**WHAT THE TASK REQUIRES:** Work out how many lines in the data hold the string "stats". Reply with only that number.

**RECORD EXCERPTS:**
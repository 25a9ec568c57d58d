//! Trello adapter. Implements BoardService over the Trello REST API.

use super::wire::{TrelloBoard, TrelloCard, TrelloList};
use crate::domain::{Board, Card, DomainError, List};
use crate::ports::BoardService;
use crate::shared::config::TrelloConfig;
use reqwest::Client;
use serde::de::DeserializeOwned;
use std::time::Duration;
use tracing::debug;

pub fn owned_cards_path() -> String {
    "/members/me/cards".to_string()
}

pub fn cards_on_list_path(list_id: &str) -> String {
    format!("/lists/{}/cards", list_id)
}

pub fn lists_on_board_path(board_id: &str) -> String {
    format!("/boards/{}/lists", board_id)
}

pub fn board_path(board_id: &str) -> String {
    format!("/boards/{}", board_id)
}

/// Trello API adapter for reading cards, lists and boards.
///
/// Requires API key and token from https://trello.com/app-key.
/// Both are sent as query parameters and never logged.
pub struct TrelloAdapter {
    client: Client,
    base_url: String,
    api_key: String,
    token: String,
}

impl TrelloAdapter {
    /// Create a new Trello adapter.
    ///
    /// # Arguments
    /// * `config` - Validated Trello settings (base URL and credentials are used here)
    /// * `timeout` - Upper bound for a single request
    pub fn new(config: &TrelloConfig, timeout: Duration) -> Result<Self, DomainError> {
        let client = Client::builder()
            .timeout(timeout)
            .build()
            .map_err(|e| DomainError::Config(format!("HTTP client: {}", e)))?;
        Ok(Self {
            client,
            base_url: config.base_url.clone(),
            api_key: config.api_key.clone(),
            token: config.api_token.clone(),
        })
    }

    /// GET `path` and decode the JSON body.
    async fn get<T: DeserializeOwned>(&self, path: &str) -> Result<T, DomainError> {
        debug!(path, "trello request");
        let url = format!("{}{}", self.base_url, path);

        let res = self
            .client
            .get(&url)
            .query(&[("key", self.api_key.as_str()), ("token", self.token.as_str())])
            .send()
            .await
            .map_err(|e| DomainError::Transport {
                path: path.to_string(),
                // without_url: the URL carries the credentials
                message: e.without_url().to_string(),
            })?;

        let status = res.status();
        if !status.is_success() {
            return Err(DomainError::Status {
                path: path.to_string(),
                status: status.as_u16(),
            });
        }

        let body = res.bytes().await.map_err(|e| DomainError::Transport {
            path: path.to_string(),
            message: e.without_url().to_string(),
        })?;

        serde_json::from_slice(&body).map_err(|e| DomainError::Decode {
            path: path.to_string(),
            message: e.to_string(),
        })
    }
}

#[async_trait::async_trait]
impl BoardService for TrelloAdapter {
    async fn owned_cards(&self) -> Result<Vec<Card>, DomainError> {
        let cards: Vec<TrelloCard> = self.get(&owned_cards_path()).await?;
        Ok(cards.into_iter().map(Card::from).collect())
    }

    async fn cards_on_list(&self, list_id: &str) -> Result<Vec<Card>, DomainError> {
        let cards: Vec<TrelloCard> = self.get(&cards_on_list_path(list_id)).await?;
        Ok(cards.into_iter().map(Card::from).collect())
    }

    async fn lists_on_board(&self, board_id: &str) -> Result<Vec<List>, DomainError> {
        let lists: Vec<TrelloList> = self.get(&lists_on_board_path(board_id)).await?;
        Ok(lists.into_iter().map(List::from).collect())
    }

    async fn get_board(&self, board_id: &str) -> Result<Board, DomainError> {
        let board: TrelloBoard = self.get(&board_path(board_id)).await?;
        Ok(board.into())
    }
}
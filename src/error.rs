use std::time::Duration;

use crate::queue::Task;

/// Episode error messages are capped at this many characters in the store.
pub const ERROR_MESSAGE_MAX_CHARS: usize = 500;

/// How a queue task invocation ended when it did not succeed. The worker
/// honors `Retry` only while the task's per-task retry limit has headroom;
/// after that the job is dropped (the handler has already persisted whatever
/// failure state the episode should show).
#[derive(Debug)]
pub enum TaskError {
    Retry {
        countdown: Duration,
        /// Payload for the next attempt. `None` re-runs the same payload;
        /// enrichment substitutes one carrying the advanced start index.
        replacement: Option<Task>,
        reason: String,
    },
    Fatal(anyhow::Error),
}

pub type TaskResult = Result<(), TaskError>;

impl TaskError {
    pub fn retry_in(seconds: u64, reason: impl Into<String>) -> Self {
        Self::Retry {
            countdown: Duration::from_secs(seconds),
            replacement: None,
            reason: reason.into(),
        }
    }

    pub fn retry_with(countdown: Duration, replacement: Task, reason: impl Into<String>) -> Self {
        Self::Retry {
            countdown,
            replacement: Some(replacement),
            reason: reason.into(),
        }
    }

    pub fn fatal(err: impl Into<anyhow::Error>) -> Self {
        Self::Fatal(err.into())
    }
}

impl From<rusqlite::Error> for TaskError {
    fn from(err: rusqlite::Error) -> Self {
        Self::Fatal(err.into())
    }
}

pub fn clip_error_message(message: &str) -> String {
    message.chars().take(ERROR_MESSAGE_MAX_CHARS).collect()
}
#[cfg(test)]
mod tests {
    use super::*;
    use pretty_assertions::assert_eq;

    fn test_db() -> (tempfile::TempDir, Database) {
        let dir = tempfile::tempdir().unwrap();
        let db = Database::connect(&dir.path().join("test.db")).unwrap();
        (dir, db)
    }

    fn new_episode(feed_id: Uuid, guid: &str, published_at: Option<DateTime<Utc>>) -> NewEpisode {
        NewEpisode {
            feed_id,
            guid: guid.to_string(),
            title: Some(format!("episode {guid}")),
            audio_url: Some(format!("https://cdn.example.com/{guid}.mp3")),
            published_at,
        }
    }

    #[test]
    fn upsert_episode_is_idempotent_by_guid() {
        let (_dir, mut db) = test_db();
        let feed = db.insert_feed("https://example.com/feed.xml").unwrap();

        let (first, created) = db.upsert_episode(&new_episode(feed.id, "ep-001", None)).unwrap();
        assert!(created);
        let (second, created) = db.upsert_episode(&new_episode(feed.id, "ep-001", None)).unwrap();
        assert!(!created);
        assert_eq!(first.id, second.id);
    }

    #[test]
    fn requeue_orders_by_published_then_created_with_nulls_last() {
        let (_dir, mut db) = test_db();
        let feed = db.insert_feed("https://example.com/feed.xml").unwrap();

        let old = Utc::now() - chrono::Duration::days(30);
        let recent = Utc::now() - chrono::Duration::days(1);
        let (no_date, _) = db.upsert_episode(&new_episode(feed.id, "no-date", None)).unwrap();
        let (oldest, _) = db.upsert_episode(&new_episode(feed.id, "old", Some(old))).unwrap();
        let (newest, _) = db
            .upsert_episode(&new_episode(feed.id, "recent", Some(recent)))
            .unwrap();

        let moved = db.requeue_pending(feed.id, 2).unwrap();
        assert_eq!(moved, vec![newest.id, oldest.id]);

        // the undated episode was past the limit and stays pending
        let status = db.episode_by_id(no_date.id).unwrap().unwrap().status;
        assert_eq!(status, EpisodeStatus::Pending);

        // a second pass finds nothing pending inside the window
        let moved = db.requeue_pending(feed.id, 2).unwrap();
        assert!(moved.is_empty());
    }

    #[test]
    fn requeue_without_limit_moves_everything_pending() {
        let (_dir, mut db) = test_db();
        let feed = db.insert_feed("https://example.com/feed.xml").unwrap();
        for n in 0..5 {
            db.upsert_episode(&new_episode(feed.id, &format!("ep-{n}"), None))
                .unwrap();
        }
        let moved = db.requeue_pending(feed.id, 0).unwrap();
        assert_eq!(moved.len(), 5);
    }

    #[test]
    fn fill_feed_metadata_never_overwrites() {
        let (_dir, db) = test_db();
        let feed = db.insert_feed("https://example.com/feed.xml").unwrap();

        db.fill_feed_metadata(feed.id, Some("First Title"), None).unwrap();
        db.fill_feed_metadata(feed.id, Some("Second Title"), Some("https://img.example.com/a.png"))
            .unwrap();

        let feed = db.feed_by_id(feed.id).unwrap().unwrap();
        assert_eq!(feed.title.as_deref(), Some("First Title"));
        assert_eq!(feed.image_url.as_deref(), Some("https://img.example.com/a.png"));
    }

    #[test]
    fn deleting_a_feed_cascades_to_episodes_and_mentions() {
        let (_dir, mut db) = test_db();
        let feed = db.insert_feed("https://example.com/feed.xml").unwrap();
        let (episode, _) = db.upsert_episode(&new_episode(feed.id, "ep-001", None)).unwrap();
        let keyword = db.insert_keyword("acme", MatchType::Contains).unwrap();
        db.insert_mention(
            episode.id,
            keyword.id,
            "acme",
            "...about acme...",
            &Enrichment::unavailable(),
        )
        .unwrap();

        assert!(db.delete_feed(feed.id).unwrap());
        assert!(db.episode_by_id(episode.id).unwrap().is_none());
        assert!(db.mentions_for_episode(episode.id).unwrap().is_empty());
    }

    #[test]
    fn mention_tuple_exists_check() {
        let (_dir, mut db) = test_db();
        let feed = db.insert_feed("https://example.com/feed.xml").unwrap();
        let (episode, _) = db.upsert_episode(&new_episode(feed.id, "ep-001", None)).unwrap();
        let keyword = db.insert_keyword("acme", MatchType::Contains).unwrap();

        assert!(!db.mention_exists(episode.id, keyword.id, "Acme", "...Acme...").unwrap());
        db.insert_mention(episode.id, keyword.id, "Acme", "...Acme...", &Enrichment::unavailable())
            .unwrap();
        assert!(db.mention_exists(episode.id, keyword.id, "Acme", "...Acme...").unwrap());
        // differing segment is a different tuple
        assert!(!db.mention_exists(episode.id, keyword.id, "Acme", "...Acme!...").unwrap());
    }

    #[test]
    fn mark_failed_clips_long_reasons() {
        let (_dir, mut db) = test_db();
        let feed = db.insert_feed("https://example.com/feed.xml").unwrap();
        let (episode, _) = db.upsert_episode(&new_episode(feed.id, "ep-001", None)).unwrap();

        db.mark_episode_failed(episode.id, &"e".repeat(2000)).unwrap();
        let episode = db.episode_by_id(episode.id).unwrap().unwrap();
        assert_eq!(episode.status, EpisodeStatus::Failed);
        assert_eq!(episode.error_message.unwrap().chars().count(), 500);
    }

    #[test]
    fn empty_transcript_is_distinct_from_null() {
        let (_dir, mut db) = test_db();
        let feed = db.insert_feed("https://example.com/feed.xml").unwrap();
        let (episode, _) = db.upsert_episode(&new_episode(feed.id, "ep-001", None)).unwrap();

        assert!(db.episode_by_id(episode.id).unwrap().unwrap().transcript_text.is_none());
        db.set_episode_transcript(episode.id, "").unwrap();
        assert_eq!(
            db.episode_by_id(episode.id).unwrap().unwrap().transcript_text,
            Some(String::new())
        );
    }

    #[test]
    fn browse_mentions_filters_by_sentiment() {
        let (_dir, mut db) = test_db();
        let feed = db.insert_feed("https://example.com/feed.xml").unwrap();
        let (episode, _) = db.upsert_episode(&new_episode(feed.id, "ep-001", None)).unwrap();
        let keyword = db.insert_keyword("acme", MatchType::Contains).unwrap();

        let mut positive = Enrichment::unavailable();
        positive.sentiment = "positive".to_string();
        db.insert_mention(episode.id, keyword.id, "acme", "seg-a", &positive).unwrap();
        db.insert_mention(episode.id, keyword.id, "acme", "seg-b", &Enrichment::unavailable())
            .unwrap();

        let filter = MentionFilter {
            sentiment: Some("positive".to_string()),
            limit: 50,
            ..MentionFilter::default()
        };
        let found = db.browse_mentions(&filter).unwrap();
        assert_eq!(found.len(), 1);
        assert_eq!(found[0].mention.transcript_segment, "seg-a");
        assert_eq!(found[0].keyword_phrase, "acme");
    }

    #[test]
    fn dashboard_counts_by_status() {
        let (_dir, mut db) = test_db();
        let feed = db.insert_feed("https://example.com/feed.xml").unwrap();
        let (a, _) = db.upsert_episode(&new_episode(feed.id, "a", None)).unwrap();
        let (b, _) = db.upsert_episode(&new_episode(feed.id, "b", None)).unwrap();
        db.upsert_episode(&new_episode(feed.id, "c", None)).unwrap();
        db.set_episode_status(a.id, EpisodeStatus::Completed).unwrap();
        db.mark_episode_failed(b.id, "boom").unwrap();

        let stats = db.dashboard_stats().unwrap();
        assert_eq!(stats.feeds, 1);
        assert_eq!(stats.episodes, 3);
        assert_eq!(stats.episodes_completed, 1);
        assert_eq!(stats.episodes_failed, 1);
        assert_eq!(stats.episodes_processing, 1);
    }

    #[test]
    fn app_settings_upsert_and_read() {
        let (_dir, db) = test_db();
        db.set_app_setting("transcription.provider", "external").unwrap();
        db.set_app_setting("transcription.provider", "local").unwrap();
        db.set_app_setting("transcription.model", "whisper-1").unwrap();

        let stored = db
            .app_settings(&["transcription.provider", "transcription.model", "absent"])
            .unwrap();
        assert_eq!(stored.len(), 2);
        assert_eq!(stored["transcription.provider"].as_deref(), Some("local"));
        assert_eq!(stored["transcription.model"].as_deref(), Some("whisper-1"));
    }
}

**TASK RESPONSE:** 6